Without another word, Mouse unfastened the boy's trousers and peered inside, then rearranged the flap shut again. “Your dick's there. Ain't no less of it than there was yesterday. ‘Course, that ain't sayin' much.”

“You promise?”

“Look, dickhead, there's nothing wrong with your fuckin' equipment. And I ain't gonna give it no tug to prove it to you.”

“Thanks, Mouse. Look me up sometime, when you get home.”

“Yeah, right,” said Mouse under his voice. “That's gonna happen.” But he rested his black hand against Chris's blond hair, and stayed with him until the medic loaded him away.

The medevac took off, and the men heated their C-rations and waited for orders. The platoon was now so light, they would have been justified in returning to base to put themselves together again. However, Brenda had his ideas about what a lieutenant asked of his men, and no one was surprised when the order came to move out.

“Fuckin' hell,” Mouse said. “We just gonna march to Hanoi, you figure?”

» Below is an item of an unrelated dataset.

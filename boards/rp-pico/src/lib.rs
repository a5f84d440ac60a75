#![no_std]

pub mod leds;
pub mod time;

“Why not? Go direct to the source,” Allen told him.

“What?” Mouse asked, and Allen just shook his head to say it was not important.

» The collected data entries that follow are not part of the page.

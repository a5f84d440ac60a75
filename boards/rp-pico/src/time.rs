//! Hardware timer wrapper for led-drain time traits.
//!
//! The RP2040 timer is a free-running 64-bit microsecond counter, so
//! instants never wrap in practice and compare directly.

use fugit::{MicrosDurationU64, TimerInstantU64};
use led_drain::{TimeDuration, TimeInstant, TimeSource};

/// Duration type backed by fugit microsecond duration
#[derive(Debug, Clone, Copy, PartialEq, Eq, PartialOrd, Ord)]
pub struct Duration(MicrosDurationU64);

impl TimeDuration for Duration {
    const ZERO: Self = Duration(MicrosDurationU64::from_ticks(0));

    fn as_micros(&self) -> u64 {
        self.0.to_micros()
    }

    fn from_micros(micros: u64) -> Self {
        Duration(MicrosDurationU64::micros(micros))
    }
}

/// Instant type backed by fugit timer instant
#[derive(Debug, Clone, Copy, PartialEq, Eq, PartialOrd, Ord)]
pub struct Instant(TimerInstantU64<1_000_000>);

impl TimeInstant for Instant {
    type Duration = Duration;

    fn duration_since(&self, earlier: Self) -> Self::Duration {
        let ticks = self.0.ticks().saturating_sub(earlier.0.ticks());
        Duration(MicrosDurationU64::from_ticks(ticks))
    }

    fn checked_add(self, duration: Self::Duration) -> Option<Self> {
        let new_ticks = self.0.ticks().checked_add(duration.0.to_micros())?;
        Some(Instant(TimerInstantU64::from_ticks(new_ticks)))
    }
}

impl From<TimerInstantU64<1_000_000>> for Instant {
    fn from(instant: TimerInstantU64<1_000_000>) -> Self {
        Instant(instant)
    }
}

/// Time source wrapper around RP2040 Timer
///
/// `Timer` is `Copy`; the wrapper holds its own copy so it can be moved into
/// the controller while the original keeps handing out alarms.
#[derive(Clone, Copy)]
pub struct HardwareTimer {
    timer: rp_pico::hal::Timer,
}

impl HardwareTimer {
    /// Create a new hardware timer wrapper
    pub fn new(timer: rp_pico::hal::Timer) -> Self {
        Self { timer }
    }
}

impl TimeSource<Instant> for HardwareTimer {
    fn now(&self) -> Instant {
        Instant(self.timer.get_counter())
    }
}
//! The drain state machine: activation latch, color cursor and deadline.
//!
//! [`DrainSequencer`] only decides *what* happens; it never touches LEDs.
//! [`DrainController`](crate::DrainController) applies the returned steps
//! to the hardware.

use crate::time::TimeInstant;
use crate::types::{Color, DrainPhase, DrainStep};

/// Latch, cursor and deadline for one drain cycle.
///
/// Invariant: while idle the cursor is `Red` and there is no deadline;
/// while active the deadline is the instant of the next pending step.
#[derive(Debug, Clone, Copy)]
pub struct DrainSequencer<I: TimeInstant> {
    interval: I::Duration,
    active: bool,
    cursor: Color,
    turn_off_at: Option<I>,
}

impl<I: TimeInstant> DrainSequencer<I> {
    /// Creates an idle sequencer that steps every `interval`.
    pub fn new(interval: I::Duration) -> Self {
        Self {
            interval,
            active: false,
            cursor: Color::Red,
            turn_off_at: None,
        }
    }

    /// Starts a cycle at `now`. Returns false without changing anything if a
    /// cycle is already running.
    pub fn arm(&mut self, now: I) -> bool {
        if self.active {
            return false;
        }

        self.active = true;
        self.cursor = Color::Red;
        self.turn_off_at = Some(self.deadline_after(now));
        true
    }

    /// Returns true if armed and `now` has reached the deadline.
    pub fn is_due(&self, now: I) -> bool {
        match (self.active, self.turn_off_at) {
            (true, Some(deadline)) => now >= deadline,
            _ => false,
        }
    }

    /// Advances one step if due, otherwise does nothing.
    pub fn poll(&mut self, now: I) -> Option<DrainStep> {
        if self.is_due(now) {
            Some(self.advance(now))
        } else {
            None
        }
    }

    /// Turns off the cursor color and moves to the next one.
    ///
    /// The deadline is pushed one interval past `now` on every step,
    /// including the one that releases the latch. Must only be called while
    /// armed; [`poll`](Self::poll) enforces that.
    pub fn advance(&mut self, now: I) -> DrainStep {
        debug_assert!(self.active, "advance() called on an idle sequencer");

        let turned_off = self.cursor;
        let finished = turned_off.is_last();

        self.cursor = turned_off.next();
        self.turn_off_at = Some(self.deadline_after(now));
        if finished {
            self.active = false;
        }

        DrainStep {
            turned_off,
            finished,
        }
    }

    /// Returns true while a cycle is running.
    #[inline]
    pub fn is_active(&self) -> bool {
        self.active
    }

    /// The color that turns off at the next step.
    #[inline]
    pub fn cursor(&self) -> Color {
        self.cursor
    }

    /// Deadline of the next step, or None while idle.
    pub fn deadline(&self) -> Option<I> {
        if self.active { self.turn_off_at } else { None }
    }

    /// Configured step interval.
    pub fn interval(&self) -> I::Duration {
        self.interval
    }

    /// Current phase of the state machine.
    pub fn phase(&self) -> DrainPhase {
        DrainPhase::from_parts(self.active, self.cursor)
    }

    // On overflow the deadline collapses to `now`, so the next tick steps
    // immediately instead of the cycle stalling forever.
    fn deadline_after(&self, now: I) -> I {
        now.checked_add(self.interval).unwrap_or(now)
    }
}
//! Memory footprint report for led-drain
//!
//! Prints the size of every state-carrying type for a few instant types, to
//! show what a controller costs in a `static` on a small MCU. Nothing in the
//! library allocates, so these numbers are the whole story.
//!
//! Usage:
//!   cd tools
//!   cargo run --release --bin sizeof_report

mod time_wrapper;

use std::mem::size_of;

use led_drain::{
    Color, DebounceGate, DrainController, DrainSequencer, EventLoop, LedBank, SharedController,
    TimeDuration, TimeInstant, TimeSource,
};
use time_wrapper::EmbassyInstant;

// u32 milliseconds (SysTick counter style)
#[derive(Debug, Clone, Copy, PartialEq, Eq, PartialOrd, Ord)]
struct Millis32(u32);

impl TimeDuration for Millis32 {
    const ZERO: Self = Millis32(0);

    fn as_micros(&self) -> u64 {
        self.0 as u64 * 1_000
    }

    fn from_micros(micros: u64) -> Self {
        Millis32((micros / 1_000) as u32)
    }
}

#[derive(Debug, Clone, Copy, PartialEq, Eq, PartialOrd, Ord)]
struct Instant32(u32);

impl TimeInstant for Instant32 {
    type Duration = Millis32;

    fn duration_since(&self, earlier: Self) -> Self::Duration {
        Millis32(self.0.saturating_sub(earlier.0))
    }

    fn checked_add(self, duration: Self::Duration) -> Option<Self> {
        self.0.checked_add(duration.0).map(Instant32)
    }
}

// u64 microseconds (RP2040 timer style)
#[derive(Debug, Clone, Copy, PartialEq, Eq, PartialOrd, Ord)]
struct Micros64(u64);

impl TimeDuration for Micros64 {
    const ZERO: Self = Micros64(0);

    fn as_micros(&self) -> u64 {
        self.0
    }

    fn from_micros(micros: u64) -> Self {
        Micros64(micros)
    }
}

#[derive(Debug, Clone, Copy, PartialEq, Eq, PartialOrd, Ord)]
struct Instant64(u64);

impl TimeInstant for Instant64 {
    type Duration = Micros64;

    fn duration_since(&self, earlier: Self) -> Self::Duration {
        Micros64(self.0.saturating_sub(earlier.0))
    }

    fn checked_add(self, duration: Self::Duration) -> Option<Self> {
        self.0.checked_add(duration.0).map(Instant64)
    }
}

/// Zero-sized LED bank, so the report measures controller state only
struct NullLeds;

impl LedBank for NullLeds {
    fn set_led(&mut self, _color: Color, _on: bool) {}
}

/// Zero-sized time source
struct NullClock;

impl<I: TimeInstant + Default> TimeSource<I> for NullClock {
    fn now(&self) -> I {
        I::default()
    }
}

impl Default for Instant32 {
    fn default() -> Self {
        Instant32(0)
    }
}

impl Default for Instant64 {
    fn default() -> Self {
        Instant64(0)
    }
}

impl Default for EmbassyInstant {
    fn default() -> Self {
        EmbassyInstant::from_millis(0)
    }
}

fn report<I: TimeInstant + Default>(label: &str) {
    println!("## {label}");
    println!("| Type | Bytes |");
    println!("|------|-------|");
    println!("| instant | {} |", size_of::<I>());
    println!("| DebounceGate | {} |", size_of::<DebounceGate<I>>());
    println!("| DrainSequencer | {} |", size_of::<DrainSequencer<I>>());
    println!(
        "| DrainController | {} |",
        size_of::<DrainController<I, NullLeds, NullClock>>()
    );
    println!(
        "| SharedController | {} |",
        size_of::<SharedController<DrainController<I, NullLeds, NullClock>>>()
    );
    println!("| EventLoop (8 per queue) | {} |", size_of::<EventLoop<I, 8>>());
    println!();
}

fn main() {
    println!("# led-drain memory footprint");
    println!();

    report::<Instant32>("u32 milliseconds");
    report::<Instant64>("u64 microseconds");
    report::<EmbassyInstant>("embassy-time Instant");
}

When the Claymore wires were up and their packs on, Allen looked at the rest of the squad. “Hey, Penroy,” he said. “Where's deRosa?”

The others shrugged. Allen dug out a scrap of paper and wrote the question, shoving it under Mouse's nose.

“The hell should I know?” Mouse grumbled. “Ain't seen him since last night.”

“He's probably gone to check on his buddy Gonsalves,” Tom said, or maybe it was Tim.

“He's prob'ly off gassin' with that cousin of his, Gonzo I think his name is,” Mouse said, not having heard the first suggestion.

But deRosa was not with Gonsalves, and in fact, deRosa did not seem to be inside the perimeter. They found his pack, and they found a rifle that could have been his, but they did not find him. He'd either dropped his things and fled in a panic, or he'd been taken. Penroy took the news to Brennan, who came over with Sergeant Keys to examine the abandoned gear.

“He was getting pretty flaky out there in the elephant grass the other day,” Allen said to the sergeant. The lieutenant heard, and turned the reflective glasses on Allen.

“You sure seem to have a lot of problems with that elephant grass.”